199P Suppression of mutant Kirsten-RAS (KRAS G12C) non-small cell lung cancer (NSCLC) resistance to KRAS G12C inhibitors by dual inhibition of hepatocyte growth factor receptor (MET) and V-ATPase

Rapid reactivation of KRAS guanosine triphosphate (GTP) resistance to covalent KRAS G12C inhibitors in NSCLC cells is possibly associated with lower expression of regulator RGS3 GTPase-activating protein. Enhanced MET expression is essential for anchorage-independent growth of KRAS-mutant NSCLC cells. Increased MET levels have been reported in sotorasib resistant cells.
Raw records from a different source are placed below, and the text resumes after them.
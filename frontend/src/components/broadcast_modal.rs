use web_sys::HtmlTextAreaElement;
use yew::prelude::*;

#[derive(Properties, PartialEq)]
pub struct BroadcastModalProps {
    pub open: bool,
    pub on_send: Callback<String>,
    pub on_close: Callback<()>,
}

/// Modal composer for operator announcements to every connected user.
#[function_component(BroadcastModal)]
pub fn broadcast_modal(props: &BroadcastModalProps) -> Html {
    let draft = use_state(String::new);

    if !props.open {
        return html! {};
    }

    let oninput = {
        let draft = draft.clone();
        Callback::from(move |event: InputEvent| {
            if let Some(area) = event.target_dyn_into::<HtmlTextAreaElement>() {
                draft.set(area.value());
            }
        })
    };

    let on_send = {
        let draft = draft.clone();
        let on_send = props.on_send.clone();
        Callback::from(move |_: MouseEvent| {
            let text = draft.trim().to_string();
            if text.is_empty() {
                return;
            }
            on_send.emit(text);
            draft.set(String::new());
        })
    };

    let on_close = {
        let on_close = props.on_close.clone();
        Callback::from(move |_: MouseEvent| on_close.emit(()))
    };

    let disable_send = draft.trim().is_empty();

    html! {
        <div class="modal modal-open">
            <div class="modal-box">
                <h3 class="font-bold text-lg">{"Broadcast to all users"}</h3>
                <textarea
                    class="textarea textarea-bordered w-full mt-4"
                    rows="4"
                    placeholder="Announcement text"
                    value={(*draft).clone()}
                    {oninput}
                />
                <div class="modal-action">
                    <button class="btn" onclick={on_close}>{"Cancel"}</button>
                    <button class="btn btn-primary" disabled={disable_send} onclick={on_send}>
                        {"Send to everyone"}
                    </button>
                </div>
            </div>
        </div>
    }
}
Establishment of sotorasib and trametinib resistant H358, H23, A549, H460 NSCLC cells lines were performed. In vitro growth inhibitory assays determined cell viability after 3-day treatment with omeprazole, tepotinib or combination. Western blotting was carried out with antibodies specific for phospho-AKT, phospho-ERK1/2, phospho-MET, enolase 1 (ENO1), RGS3, and actin. In vivo tumor growth inhibitory assay was performed with H358 in female BALB/c-Nude mice. Pretreatment with omeprazole + tepotinib shows broad-spectrum tumor shrinkage in KRAS G12C sensitive and resistant to sotorasib (H358, H23) and in KRAS non-G12C cell lines (A549, H460). Synergism was sustained with HGF stimulation in H358 resistant cell line (CI = 0.790). Colony formation assay shows similar growth inhibition in KRAS G12C and non G12C parental and resistant. In H358 xenograft mice model tumors were efficiently suppressed with omeprazole+tepotinib combination. Cell signaling analysis revealed that the combination shut down crosstalk between MET and Wnt signaling by downregulating enolase 1 and lipoprotein receptor-related protein (LRP5/6), enhancing RGS3 expression. Co-treatment with v-ATPase and MET inhibitors is active in KRAS-mutant G12C and non-G12C NSCLC parental and resistant to covalent KRAS G12C inhibitors and MEK inhibitors. Intracellular signaling identifies interplay within MET and Wnt pathway and glycolysis inhibition. A clinical protocol was set up to test ex-vivo (patient derived lung tumor organoid fresh biopsy collection) in KRAS-mutant NSCLC patients.